Mark nodded and walked a few steps away to leave room for the Pokémon to act. “Go, Sandslash!” he shouted and threw forward a Pokéball which burst open and sent out his pangolin Pokémon.

“Oh, yeah, and my name is Dan,” the man added with a slight smile, looking at the Pokéballs in his palm and picking one. “Go, Lanturn!”

He threw the ball and it popped open just above the surface of the stream, sending out a blue anglerfish Pokémon with a yellow mask around its eyes. The natural fishing rod extending from its head had a yellow bulb at the end of it.

Mark looked at it and narrowed his eyes. This would be rather difficult for Sandslash if he didn’t want to get wet; Earthquake’s ripples would not affect it through the water, and other than that, Sandslash only really knew Slash and maybe Poison Sting. Defense Curl. Something like that. None of it would be of much help without taking risks.

Oh well. He was feeling brave on his birthday.

“Sandslash, I know it sounds crazy, but jump into the water and try to get a Poison Sting in.”

“Lanturn, don’t let him get you!” Dan quickly countered as Sandslash rushed towards the stream and dived in without question. He gasped for air and it suddenly dawned on to Mark how loyal Sandslash always was. He couldn’t ever recall him disobeying a command, no matter how much he could get hurt. He felt a little bit guilty; did Sandslash really have a reason to trust him so much? He watched as Sandslash attempted to swim, but Lanturn was much faster and avoided him fairly easily while he tried to attack.

“Spark,” Dan said simply, and in an instant the stream was filled with showers of electric sparks. Sandslash screamed somewhere in the middle of it all; he may have been a Ground type, but in the water he was still vulnerable to electricity.

“Get out of there!” Mark shouted in a panic, but then he heard the Lanturn screech and saw that somehow, Sandslash had managed to stab a claw into the fish’s body. A few drops of purple fluid were dissolving into the water while Sandslash desperately climbed back onto the bank, cold and shivering.

“Water Gun!” Dan ordered, and the Lanturn, after shutting its eyes briefly in pain as the poison hurt it, raised its head above the surface of the water and squirted a stream of water from its mouth at the weak pangolin Pokémon. Sandslash shut his eyes and allowed his consciousness to drift away. There was nothing Mark could do.

He paused. “Err, go, Jolteon.”

Mark’s own Electric Pokémon let out a battle cry as he materialized from his Pokéball on the ground. He crouched down and watched the fish Pokémon carefully, charging up electricity in his fur, and then, without an order, released a bolt of lightning at Lanturn.

Mark didn’t have anything against this turn of events; he had been planning to do that anyway. However, the fish did not seem hurt at all by the jolt of electricity – if anything, it looked healthier than before – which was very puzzling.
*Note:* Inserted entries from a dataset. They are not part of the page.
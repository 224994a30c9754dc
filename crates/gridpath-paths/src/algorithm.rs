use std::fmt;
use std::str::FromStr;

use gridpath_core::{Grid, Pos};

use crate::astar::AStar;
use crate::dijkstra::Dijkstra;
use crate::result::PathfindingResult;
use crate::traits::SearchStrategy;

/// Caller-selectable search strategy.
#[derive(Copy, Clone, Debug, Default, PartialEq, Eq, Hash)]
#[cfg_attr(feature = "serde", derive(serde::Serialize, serde::Deserialize))]
pub enum Algorithm {
    #[default]
    AStar,
    Dijkstra,
}

impl Algorithm {
    pub const ALL: [Self; 2] = [Self::AStar, Self::Dijkstra];

    /// The strategy object behind this choice.
    pub fn strategy(self) -> &'static dyn SearchStrategy {
        match self {
            Self::AStar => &AStar,
            Self::Dijkstra => &Dijkstra,
        }
    }

    /// Cycle to the other strategy.
    pub fn next(self) -> Self {
        match self {
            Self::AStar => Self::Dijkstra,
            Self::Dijkstra => Self::AStar,
        }
    }

    pub fn find_path(self, grid: &Grid, start: Pos, end: Pos) -> PathfindingResult {
        self.strategy().find_path(grid, start, end)
    }
}

impl fmt::Display for Algorithm {
    fn fmt(&self, f: &mut fmt::Formatter<'_>) -> fmt::Result {
        f.write_str(self.strategy().name())
    }
}

impl FromStr for Algorithm {
    type Err = ParseAlgorithmError;

    fn from_str(s: &str) -> Result<Self, Self::Err> {
        match s.trim().to_ascii_lowercase().as_str() {
            "astar" | "a*" | "a-star" => Ok(Self::AStar),
            "dijkstra" => Ok(Self::Dijkstra),
            _ => Err(ParseAlgorithmError(s.to_owned())),
        }
    }
}

/// Error returned when parsing an unknown algorithm name.
#[derive(Debug, Clone, PartialEq, Eq)]
pub struct ParseAlgorithmError(pub String);

impl fmt::Display for ParseAlgorithmError {
    fn fmt(&self, f: &mut fmt::Formatter<'_>) -> fmt::Result {
        write!(
            f,
            "unknown algorithm \u{201c}{}\u{201d} (expected astar or dijkstra)",
            self.0
        )
    }
}

impl std::error::Error for ParseAlgorithmError {}
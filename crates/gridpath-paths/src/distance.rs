use gridpath_core::Pos;

/// Manhattan (L1) distance between two positions.
///
/// Admissible and consistent on a 4-connected grid with unit step cost.
#[inline]
pub fn manhattan(a: Pos, b: Pos) -> i32 {
    (a.row - b.row).abs() + (a.col - b.col).abs()
}
use std::collections::HashMap;

use gridpath_core::{Grid, Pos};

use crate::frontier::Frontier;
use crate::result::{PathfindingResult, reconstruct_path};
use crate::traits::SearchStrategy;

/// Sentinel cost of a cell not reached yet.
pub const UNREACHABLE: i32 = i32::MAX;

/// Shared best-first search loop. Every step costs 1.
pub(crate) fn run<S: SearchStrategy + ?Sized>(
    strategy: &S,
    grid: &Grid,
    start: Pos,
    end: Pos,
) -> PathfindingResult {
    let mut came_from: HashMap<Pos, Pos> = HashMap::new();
    let mut visited: Vec<Pos> = Vec::new();

    let Some(start_idx) = grid.idx(start) else {
        return PathfindingResult::new(None, came_from, visited);
    };

    let mut g = vec![UNREACHABLE; grid.len()];
    g[start_idx] = 0;

    let mut frontier = Frontier::new();
    frontier.push(start, strategy.priority(0, start, end));

    while let Some((_, current)) = frontier.pop() {
        if current == end {
            let path = reconstruct_path(&came_from, end);
            log::debug!(
                "{}: {} -> {} in {} steps, {} cells expanded",
                strategy.name(),
                start,
                end,
                path.len(),
                visited.len()
            );
            return PathfindingResult::new(Some(path), came_from, visited);
        }

        visited.push(current);

        let Some(ci) = grid.idx(current) else {
            continue;
        };
        let tentative = g[ci] + 1;

        for &n in grid[current].neighbors() {
            let Some(ni) = grid.idx(n) else {
                continue;
            };
            if tentative < g[ni] {
                came_from.insert(n, current);
                g[ni] = tentative;
                frontier.push(n, strategy.priority(tentative, n, end));
            }
        }
    }

    log::debug!(
        "{}: no route {} -> {}, {} cells expanded",
        strategy.name(),
        start,
        end,
        visited.len()
    );
    PathfindingResult::new(None, came_from, visited)
}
Jolteon looked with annoyance at the Lanturn and did the same again, equally unsuccessful at hurting it.

Dan smirked. “Water Pulse.”

The fish jumped up and spat out waves of water that hit Jolteon powerfully. He moaned and squeezed his eyes shut; then he shook his spiky fur and retaliated with a flurry of needles. The Lanturn responded by diving down deeper, but the stream was not deep enough for it to avoid being hit at all and it came up with some minor cuts.

“Thunder Wave,” Mark said quickly, and Jolteon sent another wave of electricity towards Lanturn. This time it did seem to have an effect; the anglerfish slowed down, moving more stiffly, which gave Jolteon the opportunity to fire a second Pin Missile.
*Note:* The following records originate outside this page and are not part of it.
//! Cell states and the transition table that guards them.
//!
//! A [`CellState`] is one of three layers:
//!
//! - [`Terrain`]: the base topology the user edits (empty floor, barrier,
//!   start and end markers);
//! - [`Annotation`]: search metadata painted over the floor (open frontier,
//!   closed/explored, final path);
//! - `Unvisited`: the maze generator's working marker.
//!
//! Keeping `Unvisited` apart from `Closed` means "not yet carved" can never be
//! mistaken for "already explored by a search".

use crate::style::Color;

/// Base terrain of a cell.
#[derive(Copy, Clone, Debug, PartialEq, Eq, Hash)]
#[cfg_attr(feature = "serde", derive(serde::Serialize, serde::Deserialize))]
pub enum Terrain {
    Empty,
    Barrier,
    Start,
    End,
}

/// Search annotation painted over a cell.
#[derive(Copy, Clone, Debug, PartialEq, Eq, Hash)]
#[cfg_attr(feature = "serde", derive(serde::Serialize, serde::Deserialize))]
pub enum Annotation {
    /// Discovered, waiting in the frontier.
    Open,
    /// Fully expanded.
    Closed,
    /// Part of the reconstructed route.
    Path,
}

/// The state of a single cell.
#[derive(Copy, Clone, Debug, PartialEq, Eq, Hash)]
#[cfg_attr(feature = "serde", derive(serde::Serialize, serde::Deserialize))]
pub enum CellState {
    Base(Terrain),
    Search(Annotation),
    /// Not yet reached by maze carving.
    Unvisited,
}

impl Default for CellState {
    #[inline]
    fn default() -> Self {
        Self::EMPTY
    }
}

impl CellState {
    pub const EMPTY: Self = Self::Base(Terrain::Empty);
    pub const BARRIER: Self = Self::Base(Terrain::Barrier);
    pub const START: Self = Self::Base(Terrain::Start);
    pub const END: Self = Self::Base(Terrain::End);
    pub const OPEN: Self = Self::Search(Annotation::Open);
    pub const CLOSED: Self = Self::Search(Annotation::Closed);
    pub const PATH: Self = Self::Search(Annotation::Path);
    pub const UNVISITED: Self = Self::Unvisited;

    /// Every state, in declaration order.
    pub const ALL: [Self; 8] = [
        Self::EMPTY,
        Self::BARRIER,
        Self::START,
        Self::END,
        Self::OPEN,
        Self::CLOSED,
        Self::PATH,
        Self::UNVISITED,
    ];

    /// Whether search may step onto a cell in this state.
    #[inline]
    pub const fn is_walkable(self) -> bool {
        !matches!(self, Self::Base(Terrain::Barrier))
    }

    /// Whether a cell in this state may move to `next`.
    pub const fn can_transition_to(self, next: Self) -> bool {
        use Annotation::*;
        use Terrain::*;

        match self {
            Self::Base(Empty) => true,
            Self::Base(Barrier) => matches!(next, Self::Base(Empty | Barrier)),
            Self::Base(Start) => matches!(next, Self::Base(Empty | Start)),
            Self::Base(End) => matches!(next, Self::Base(Empty | End)),
            Self::Search(Open) => matches!(
                next,
                Self::Search(Closed | Path | Open) | Self::Base(Empty)
            ),
            Self::Search(Closed) => matches!(
                next,
                Self::Search(Path | Closed) | Self::Base(Empty | Barrier)
            ),
            Self::Search(Path) => matches!(next, Self::Search(Path) | Self::Base(Empty)),
            Self::Unvisited => matches!(next, Self::Unvisited | Self::Base(Empty | Barrier)),
        }
    }

    /// Render colour for this state.
    pub const fn color(self) -> Color {
        match self {
            Self::Base(Terrain::Empty) => Color::WHITE,
            Self::Base(Terrain::Barrier) => Color::BLACK,
            Self::Base(Terrain::Start) => Color::ORANGE,
            Self::Base(Terrain::End) => Color::PURPLE,
            Self::Search(Annotation::Open) => Color::GREEN,
            Self::Search(Annotation::Closed) => Color::RED,
            Self::Search(Annotation::Path) => Color::TURQUOISE,
            Self::Unvisited => Color::GREY,
        }
    }

    /// Single-character glyph used by the text rendering of a grid.
    pub const fn glyph(self) -> char {
        match self {
            Self::Base(Terrain::Empty) => '.',
            Self::Base(Terrain::Barrier) => '#',
            Self::Base(Terrain::Start) => 'S',
            Self::Base(Terrain::End) => 'E',
            Self::Search(Annotation::Open) => 'o',
            Self::Search(Annotation::Closed) => 'x',
            Self::Search(Annotation::Path) => '*',
            Self::Unvisited => '?',
        }
    }

    /// The search annotation, if any.
    #[inline]
    pub const fn annotation(self) -> Option<Annotation> {
        match self {
            Self::Search(a) => Some(a),
            _ => None,
        }
    }
}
“Another Water Pulse,” Dan said sharply, and Lanturn sent another wave of water at Jolteon. This time he had a harder time standing up again; he looked a little dizzy.

“Bite,” Mark ordered worriedly. Jolteon shook his head to focus and leapt into the water at Lanturn. After succeessfully sinking his fangs into the fish’s tail thanks to Lanturn’s paralysis, Jolteon clawed a bit at the anglerfish, but then Lanturn shook him off and he climbed back up to the bank.

“Water Gun!” Dan shouted, but Lanturn flinched for a second, which gave Mark another opportunity to act.

“Quick, Pin Missile!”

Jolteon started raising his fur, but then the confusion got the better of him. For a few moments he just stood there like he was trying to remember what he was going to do next; then he dropped to the ground, unconscious.

Mark bit his lip. Two of his Pokémon were already down. He desperately hoped Dan was not capable of anything more than this, but hesitantly picked Dragonair’s Pokéball.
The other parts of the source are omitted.